A combined analysis of 3D Weak Lensing, Lyman-alpha forest and WMAP year three data

TL;DR

This paper combines weak lensing, Lyman-alpha forest, and WMAP data to tightly constrain cosmological parameters within the LambdaCDM model, revealing consistent results and reducing uncertainties.

Contribution

It introduces a joint analysis of three independent cosmological data sets to improve parameter constraints and address degeneracies in the LambdaCDM model.

Findings

Consistent amplitude of matter power spectrum from lensing and Lyman-alpha data.

Joint data analysis significantly tightens constraints on sigma_8, n_s, and Omega_m.

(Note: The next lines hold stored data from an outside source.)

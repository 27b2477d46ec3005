//! Discrete zoom ladder used by the zoom controls and as pinch bounds.

use serde::{Deserialize, Serialize};

use crate::error::{BookError, Result};
use crate::page_map::Direction;

/// Ascending list of zoom multipliers offered to the user.
#[derive(Debug, Clone, PartialEq, Serialize, Deserialize)]
#[serde(transparent)]
pub struct ZoomLevels(Vec<f32>);

impl Default for ZoomLevels {
    fn default() -> Self {
        Self(vec![1.0, 1.5, 1.75, 2.0, 4.0, 8.0])
    }
}

impl ZoomLevels {
    pub fn new(levels: Vec<f32>) -> Result<Self> {
        let levels = Self(levels);
        levels.validate()?;
        Ok(levels)
    }

    pub fn validate(&self) -> Result<()> {
        if self.0.is_empty() {
            return Err(BookError::InvalidConfig("zoom levels must not be empty".into()));
        }
        if self.0.iter().any(|level| !(level.is_finite() && *level > 0.0)) {
            return Err(BookError::InvalidConfig(
                "zoom levels must be finite and positive".into(),
            ));
        }
        if self.0.windows(2).any(|pair| pair[0] >= pair[1]) {
            return Err(BookError::InvalidConfig(
                "zoom levels must be strictly ascending".into(),
            ));
        }
        // The viewport resets to 100% on every page turn and resize.
        if !self.0.contains(&1.0) {
            return Err(BookError::InvalidConfig("zoom levels must include 1.0".into()));
        }
        Ok(())
    }

    pub fn as_slice(&self) -> &[f32] {
        &self.0
    }

    pub fn min(&self) -> f32 {
        self.0.first().copied().unwrap_or(1.0)
    }

    pub fn max(&self) -> f32 {
        self.0.last().copied().unwrap_or(1.0)
    }

    pub fn clamp(&self, zoom: f32) -> f32 {
        zoom.clamp(self.min(), self.max())
    }

    /// Index of the level closest to `zoom`. Ties go to the 100% level when
    /// present, then to the lower level.
    pub fn nearest_index(&self, zoom: f32) -> usize {
        let start = self
            .0
            .iter()
            .position(|level| *level == 1.0)
            .unwrap_or(0);
        self.0
            .iter()
            .enumerate()
            .fold(start, |best, (index, level)| {
                if (level - zoom).abs() < (self.0[best] - zoom).abs() {
                    index
                } else {
                    best
                }
            })
    }

    /// The neighbouring level of the one nearest to `zoom`, or `None` when
    /// already at that end of the ladder.
    pub fn step(&self, zoom: f32, direction: Direction) -> Option<f32> {
        if !self.can_step(zoom, direction) {
            return None;
        }
        let nearest = self.nearest_index(zoom);
        let index = match direction {
            Direction::Increment => nearest.checked_add(1)?,
            Direction::Decrement => nearest.checked_sub(1)?,
        };
        self.0.get(index).copied()
    }

    pub fn can_step(&self, zoom: f32, direction: Direction) -> bool {
        let nearest = self.nearest_index(zoom);
        match direction {
            Direction::Increment => zoom < self.max() && nearest + 1 < self.0.len(),
            Direction::Decrement => zoom > self.min() && nearest > 0,
        }
    }

    /// Percentage label, e.g. `"175%"`.
    pub fn label(zoom: f32) -> String {
        format!("{}%", (zoom * 100.0).round() as i64)
    }
}

#[cfg(test)]
mod tests {
    use super::*;
    use pretty_assertions::assert_eq;

    #[test]
    fn default_ladder_bounds() {
        let levels = ZoomLevels::default();
        assert_eq!(levels.min(), 1.0);
        assert_eq!(levels.max(), 8.0);
        assert_eq!(levels.clamp(12.0), 8.0);
        assert_eq!(levels.clamp(0.3), 1.0);
    }

    #[test]
    fn nearest_index_snaps_to_closest_level() {
        let levels = ZoomLevels::default();
        assert_eq!(levels.nearest_index(1.0), 0);
        assert_eq!(levels.nearest_index(1.6), 1);
        assert_eq!(levels.nearest_index(1.7), 2);
        assert_eq!(levels.nearest_index(3.2), 4);
        assert_eq!(levels.nearest_index(100.0), 5);
    }

    #[test]
    fn stepping_walks_the_ladder() {
        let levels = ZoomLevels::default();
        assert_eq!(levels.step(1.0, Direction::Increment), Some(1.5));
        assert_eq!(levels.step(1.5, Direction::Increment), Some(1.75));
        assert_eq!(levels.step(2.2, Direction::Decrement), Some(1.75));
        assert_eq!(levels.step(8.0, Direction::Increment), None);
        assert_eq!(levels.step(1.0, Direction::Decrement), None);
    }

    #[test]
    fn stepping_is_disabled_past_the_ends() {
        let levels = ZoomLevels::default();
        assert!(!levels.can_step(9.0, Direction::Increment));
        assert!(levels.can_step(9.0, Direction::Decrement));
        assert!(!levels.can_step(0.5, Direction::Decrement));
    }

    #[test]
    fn labels_are_rounded_percentages() {
        assert_eq!(ZoomLevels::label(1.0), "100%");
        assert_eq!(ZoomLevels::label(1.75), "175%");
        assert_eq!(ZoomLevels::label(2.3456), "235%");
    }

    #[test]
    fn rejects_bad_ladders() {
        assert!(ZoomLevels::new(vec![]).is_err());
        assert!(ZoomLevels::new(vec![1.0, 1.0]).is_err());
        assert!(ZoomLevels::new(vec![2.0, 1.0]).is_err());
        assert!(ZoomLevels::new(vec![0.0, 1.0]).is_err());
        assert!(ZoomLevels::new(vec![1.5, 2.0]).is_err());
        assert!(ZoomLevels::new(vec![0.5, 1.0, 3.0]).is_ok());
    }
}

Derived parameter values are sigma_8=0.800±0.023, n_s=0.971±0.011, Omega_m=0.247±0.016.

Abstract

We present constraints on the amplitude and shape of the matter power spectrum and the density of dark matter within the framework of a standard LambdaCDM model. We use a Markov Chain Monte Carlo approach to combine independent measurements of the three dimensional weak gravitational lensing shear field by the COSMOS survey, of low and high resolution Ly-alpha forest flux power spectrum by SDSS and LUQAS, and of Cosmic Microwave Background temperature and polarization anisotropies by WMAP. We note good agreement between the amplitude of the matter power spectrum on intermediate and small scales as inferred from Ly-alpha forest and lensing data. The Ly-alpha forest data helps to break the sigma_8-Omega_m degeneracy characteristic of weak lensing results, yielding sigma_8 = 0.876 +- 0.048 for COSMOS plus Ly-alpha SDSS data. This is somewhat larger than the value preferred by the WMAP year three CMB data. Combining all three data sets significantly tightens the constraints on sigma_8, the spectral index of primordial density fluctuation n_s, a possible running of the spectral index n_run and the matter density Omega_m. Assuming no running, the joint constraints for COSMOS, SDSS and WMAP are sigma_8 = 0.800 +- 0.023, n_s = 0.971 +- 0.011, Omega_m = 0.247 +- 0.016 (1-sigma error bars).